DUKE: You ass-weasels make Kansas look like a football school. Your best coach in Steve Spurrier left after an 8 win season because he knew you guys sucked more than Jenna Jameson. Not even Coach K with 19 z's , k's, and y's in his name can coach this team to win.

FLORIDA: I can clap my hands within my shoulders you fucking morons. Galen Hall hired more whores and bitches before Jimmy Johnson knew that was a winning strategy at Miami. Only problem was that dumbass got caught. Between Danny Wuerful and that shit-assed Tim Tebow, they have more prayers than snaps in the NFL. Holy fuck what a bunch of self-righteous assholes these asshats are. Lake Placid 5: Fuck Florida.

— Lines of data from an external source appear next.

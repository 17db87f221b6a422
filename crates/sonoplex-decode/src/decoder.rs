//! The polymorphic decoder contract every codec implements.

use crate::{IoStream, Result};

/// Object-safe capability set every codec implements: open a stream, pull
/// interleaved float samples from it, reposition, and report its properties.
///
/// Mirrors the shape of an `Effect` in the upstream DSP crate this workspace
/// grew from — no inheritance chain, just a trait every decoder satisfies
/// independently.
pub trait Decoder: Send {
    /// Parse headers from `stream` and set `channels`/`rate`/`duration`/`name`.
    /// The decoder takes ownership of the stream for the rest of its life.
    fn open(&mut self, stream: Box<dyn IoStream>) -> Result<()>;

    /// Pull up to `dst.len()` interleaved float samples (not frames) at the
    /// decoder's native rate and channel count. Sets `*call_again = true`
    /// when more output is available immediately without further I/O.
    /// Returns `0` at logical EOF. `device_channels` is an advisory hint for
    /// decoders that can cheaply mix to a different channel count.
    fn decode(&mut self, dst: &mut [f32], call_again: &mut bool, device_channels: u8) -> usize;

    /// Seek to the logical start. Returns `false` if unsupported.
    fn rewind(&mut self) -> bool;

    /// Seek to a wall-time position in microseconds. Returns `false` if
    /// unsupported or the target is out of range.
    fn seek_to_time(&mut self, micros: u64) -> bool;

    /// Total duration in microseconds, or `0` if unknown.
    fn duration(&self) -> u64;

    /// Channel count. Valid only after a successful `open`.
    fn channels(&self) -> u8;

    /// Sample rate in Hz. Valid only after a successful `open`.
    fn rate(&self) -> u32;

    /// Short, human-readable codec name (e.g. `"wav"`, `"vorbis"`).
    fn name(&self) -> &str;

    /// Whether `open` has succeeded and the decoder has not been closed.
    fn is_open(&self) -> bool;
}
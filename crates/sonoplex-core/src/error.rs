//! Error types for the conversion pipeline.

use crate::SampleFormat;

/// Errors raised by [`crate::AudioConverter`] and the sample converters it builds on.
#[derive(Debug, thiserror::Error)]
pub enum Error {
    /// Encountered `SampleFormat::Unknown` or a format code with no conversion routine.
    #[error("unsupported sample format: {0:?}")]
    UnsupportedFormat(SampleFormat),

    /// A requested conversion has no supported implementation (e.g. a channel
    /// remix beyond mono/stereo, or an in-place conversion that isn't a same-size
    /// endian swap).
    #[error("audio conversion error: {0}")]
    Conversion(String),
}

/// Convenience result type for this crate.
pub type Result<T> = std::result::Result<T, Error>;
//! Aggregates every live stream bound to one device and runs inside the
//! backend's periodic callback.

use crate::stream::AudioStream;
use sonoplex_core::sample::from_float;
use sonoplex_core::AudioSpec;
use std::sync::atomic::{AtomicBool, AtomicU32, Ordering};
use std::sync::{Arc, Mutex};

/// Opaque key into a [`Mixer`]'s stream registry. The mixer stores streams
/// by handle rather than by back-reference: a stream never owns or points
/// at its mixer.
#[derive(Debug, Clone, Copy, PartialEq, Eq, Hash)]
pub struct StreamHandle(u64);

/// Aggregates all streams registered against one `device_spec`. Owned by an
/// [`crate::device::AudioDevice`]; invoked from the backend's audio callback.
pub struct Mixer {
    device_spec: AudioSpec,
    registry: Mutex<Vec<(StreamHandle, Arc<AudioStream>)>>,
    next_handle: Mutex<u64>,
    device_gain_bits: AtomicU32,
    global_muted: AtomicBool,
    supports_backend_mute: AtomicBool,
}

impl Mixer {
    #[must_use]
    pub fn new(device_spec: AudioSpec) -> Self {
        Self {
            device_spec,
            registry: Mutex::new(Vec::new()),
            next_handle: Mutex::new(1),
            device_gain_bits: AtomicU32::new(1.0f32.to_bits()),
            global_muted: AtomicBool::new(false),
            supports_backend_mute: AtomicBool::new(false),
        }
    }

    #[must_use]
    pub fn device_spec(&self) -> AudioSpec {
        self.device_spec
    }

    /// Swaps the stream's registration into the list under a short lock;
    /// never touches decoder/resampler state — the lock only ever guards
    /// the registration list, never decoder work.
    pub fn add_stream(&self, stream: Arc<AudioStream>) -> StreamHandle {
        let mut next = self.next_handle.lock().expect("mixer handle counter poisoned");
        let handle = StreamHandle(*next);
        *next += 1;
        drop(next);

        let mut registry = self.registry.lock().expect("mixer registry poisoned");
        registry.push((handle, stream));
        tracing::debug!(handle = handle.0, "mixer: stream registered");
        handle
    }

    pub fn remove_stream(&self, handle: StreamHandle) -> Option<Arc<AudioStream>> {
        let mut registry = self.registry.lock().expect("mixer registry poisoned");
        let pos = registry.iter().position(|(h, _)| *h == handle)?;
        let (_, stream) = registry.remove(pos);
        tracing::debug!(handle = handle.0, "mixer: stream unregistered");
        Some(stream)
    }

    #[must_use]
    pub fn stream(&self, handle: StreamHandle) -> Option<Arc<AudioStream>> {
        let registry = self.registry.lock().expect("mixer registry poisoned");
        registry.iter().find(|(h, _)| *h == handle).map(|(_, s)| s.clone())
    }

    /// Removes a stream by identity rather than handle; used by device
    /// switching, which only has the `Arc<AudioStream>` handed back from
    /// `create_stream`.
    pub fn remove_stream_matching(&self, stream: &Arc<AudioStream>) -> Option<StreamHandle> {
        let mut registry = self.registry.lock().expect("mixer registry poisoned");
        let pos = registry.iter().position(|(_, s)| Arc::ptr_eq(s, stream))?;
        let (handle, _) = registry.remove(pos);
        Some(handle)
    }

    /// Every handle currently registered, oldest-first. Used by device
    /// switching to capture and move streams.
    #[must_use]
    pub fn handles(&self) -> Vec<StreamHandle> {
        self.registry.lock().expect("mixer registry poisoned").iter().map(|(h, _)| *h).collect()
    }

    pub fn set_device_gain(&self, gain: f32) {
        self.device_gain_bits.store(gain.max(0.0).to_bits(), Ordering::Relaxed);
    }

    #[must_use]
    pub fn device_gain(&self) -> f32 {
        f32::from_bits(self.device_gain_bits.load(Ordering::Relaxed))
    }

    pub fn set_global_muted(&self, muted: bool) {
        self.global_muted.store(muted, Ordering::Relaxed);
    }

    #[must_use]
    pub fn is_global_muted(&self) -> bool {
        self.global_muted.load(Ordering::Relaxed)
    }

    /// Whether the backend handles mute itself; when `false` the mixer's own
    /// `run` applies the mute by zeroing output instead.
    pub fn set_backend_mute_supported(&self, supported: bool) {
        self.supports_backend_mute.store(supported, Ordering::Relaxed);
    }

    /// §4.7's five-step algorithm, run from the backend's periodic callback.
    /// `out` is the packed output buffer in `device_spec`'s format; `scratch`
    /// and `per_stream` are caller-owned float buffers reused every call so
    /// the callback thread never allocates.
    pub fn run(&self, out: &mut [u8], scratch: &mut Vec<f32>, per_stream: &mut Vec<f32>) {
        let channels = self.device_spec.channels.max(1) as usize;
        let bytes_per_frame = self.device_spec.format.byte_size() * channels;
        if bytes_per_frame == 0 {
            out.fill(0);
            return;
        }
        let frames = out.len() / bytes_per_frame;
        let n_samples = frames * channels;

        scratch.clear();
        scratch.resize(n_samples, 0.0);
        if per_stream.len() < n_samples {
            per_stream.resize(n_samples, 0.0);
        }

        let snapshot = {
            let registry = self.registry.lock().expect("mixer registry poisoned");
            registry.iter().map(|(_, s)| s.clone()).collect::<Vec<_>>()
        };

        for stream in &snapshot {
            per_stream[..n_samples].fill(0.0);
            let produced = stream.pull(&mut per_stream[..n_samples], frames, self.device_spec.channels);
            let produced_samples = produced * channels;
            for i in 0..produced_samples {
                scratch[i] += per_stream[i];
            }
        }

        let device_gain = self.device_gain();
        let muted = self.is_global_muted() && !self.supports_backend_mute.load(Ordering::Relaxed);
        if muted {
            scratch[..n_samples].fill(0.0);
        } else if device_gain != 1.0 {
            for s in scratch[..n_samples].iter_mut() {
                *s *= device_gain;
            }
        }

        for s in scratch[..n_samples].iter_mut() {
            *s = s.clamp(-1.0, 1.0);
        }

        if from_float(out, &scratch[..n_samples], n_samples, self.device_spec.format).is_err() {
            out.fill(0);
        }
    }
}

#[cfg(test)]
mod tests {
    use super::*;
    use crate::stream::AudioSource;
    use sonoplex_core::SampleFormat;
    use sonoplex_decode::{Decoder, IoStream, Result as DecodeResult};

    struct ConstantDecoder {
        remaining: usize,
    }

    impl Decoder for ConstantDecoder {
        fn open(&mut self, _stream: Box<dyn IoStream>) -> DecodeResult<()> {
            Ok(())
        }
        fn decode(&mut self, dst: &mut [f32], call_again: &mut bool, _device_channels: u8) -> usize {
            let n = dst.len().min(self.remaining);
            for s in dst.iter_mut().take(n) {
                *s = 0.25;
            }
            self.remaining -= n;
            *call_again = self.remaining > 0;
            n
        }
        fn rewind(&mut self) -> bool {
            true
        }
        fn seek_to_time(&mut self, _micros: u64) -> bool {
            true
        }
        fn duration(&self) -> u64 {
            0
        }
        fn channels(&self) -> u8 {
            2
        }
        fn rate(&self) -> u32 {
            44100
        }
        fn name(&self) -> &str {
            "constant"
        }
        fn is_open(&self) -> bool {
            true
        }
    }

    fn spec() -> AudioSpec {
        AudioSpec { format: SampleFormat::S16Le, channels: 2, freq: 44100 }
    }

    #[test]
    fn empty_mixer_produces_silence() {
        let mixer = Mixer::new(spec());
        let mut out = vec![0u8; 40];
        let mut scratch = Vec::new();
        let mut per_stream = Vec::new();
        mixer.run(&mut out, &mut scratch, &mut per_stream);
        assert!(out.iter().all(|&b| b == 0));
    }

    #[test]
    fn registered_stream_contributes_nonzero_output() {
        let mixer = Mixer::new(spec());
        let decoder = Box::new(ConstantDecoder { remaining: 10_000 });
        let source = AudioSource::from_decoder(decoder);
        let stream = Arc::new(AudioStream::new(source, 2, 44100));
        stream.open().unwrap();
        stream.play(1, 0);
        let handle = mixer.add_stream(stream);
        assert!(mixer.stream(handle).is_some());

        let mut out = vec![0u8; 40];
        let mut scratch = Vec::new();
        let mut per_stream = Vec::new();
        mixer.run(&mut out, &mut scratch, &mut per_stream);
        assert!(out.iter().any(|&b| b != 0));
    }

    #[test]
    fn global_mute_zeroes_output_when_backend_cannot_mute() {
        let mixer = Mixer::new(spec());
        let decoder = Box::new(ConstantDecoder { remaining: 10_000 });
        let source = AudioSource::from_decoder(decoder);
        let stream = Arc::new(AudioStream::new(source, 2, 44100));
        stream.open().unwrap();
        stream.play(1, 0);
        mixer.add_stream(stream);
        mixer.set_global_muted(true);

        let mut out = vec![0u8; 40];
        let mut scratch = Vec::new();
        let mut per_stream = Vec::new();
        mixer.run(&mut out, &mut scratch, &mut per_stream);
        assert!(out.iter().all(|&b| b == 0));
    }

    #[test]
    fn remove_stream_drops_it_from_future_runs() {
        let mixer = Mixer::new(spec());
        let decoder = Box::new(ConstantDecoder { remaining: 10_000 });
        let source = AudioSource::from_decoder(decoder);
        let stream = Arc::new(AudioStream::new(source, 2, 44100));
        stream.open().unwrap();
        stream.play(1, 0);
        let handle = mixer.add_stream(stream);
        assert!(mixer.remove_stream(handle).is_some());
        assert!(mixer.stream(handle).is_none());

        let mut out = vec![1u8; 40];
        let mut scratch = Vec::new();
        let mut per_stream = Vec::new();
        mixer.run(&mut out, &mut scratch, &mut per_stream);
        assert!(out.iter().all(|&b| b == 0));
    }
}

FLORIDA STATE: Bobby Bowden retired. That didn't mean you had to shut down your program. Shit, even the dude that followed him and won a Natty got the fuck out. Your only player to win a Heisman was a fucking Basketball player. JFC you guys have more talent within 10 miles of your campus than 99% of the schools on this planet, and you still suck more ass than a gay pron film. I wouldn't hire Willie Taggart to coach my son's flag football team.

GEORGIA: Herschel Walker. That is all you cunts have. You dickfucks have had more talent than anybody in the cuntry dating back to your 1980 Natty, and still ain't won shit. Now you haz a Bama Saban reject retard you think getz you sorry azzes over that goal. Jake Fromm Allstate is pure shit and you know it. Didn't you dipshits lose like 15 str8 in that cocktail party that served Shirley Temples? JFC, get some, and get a pair.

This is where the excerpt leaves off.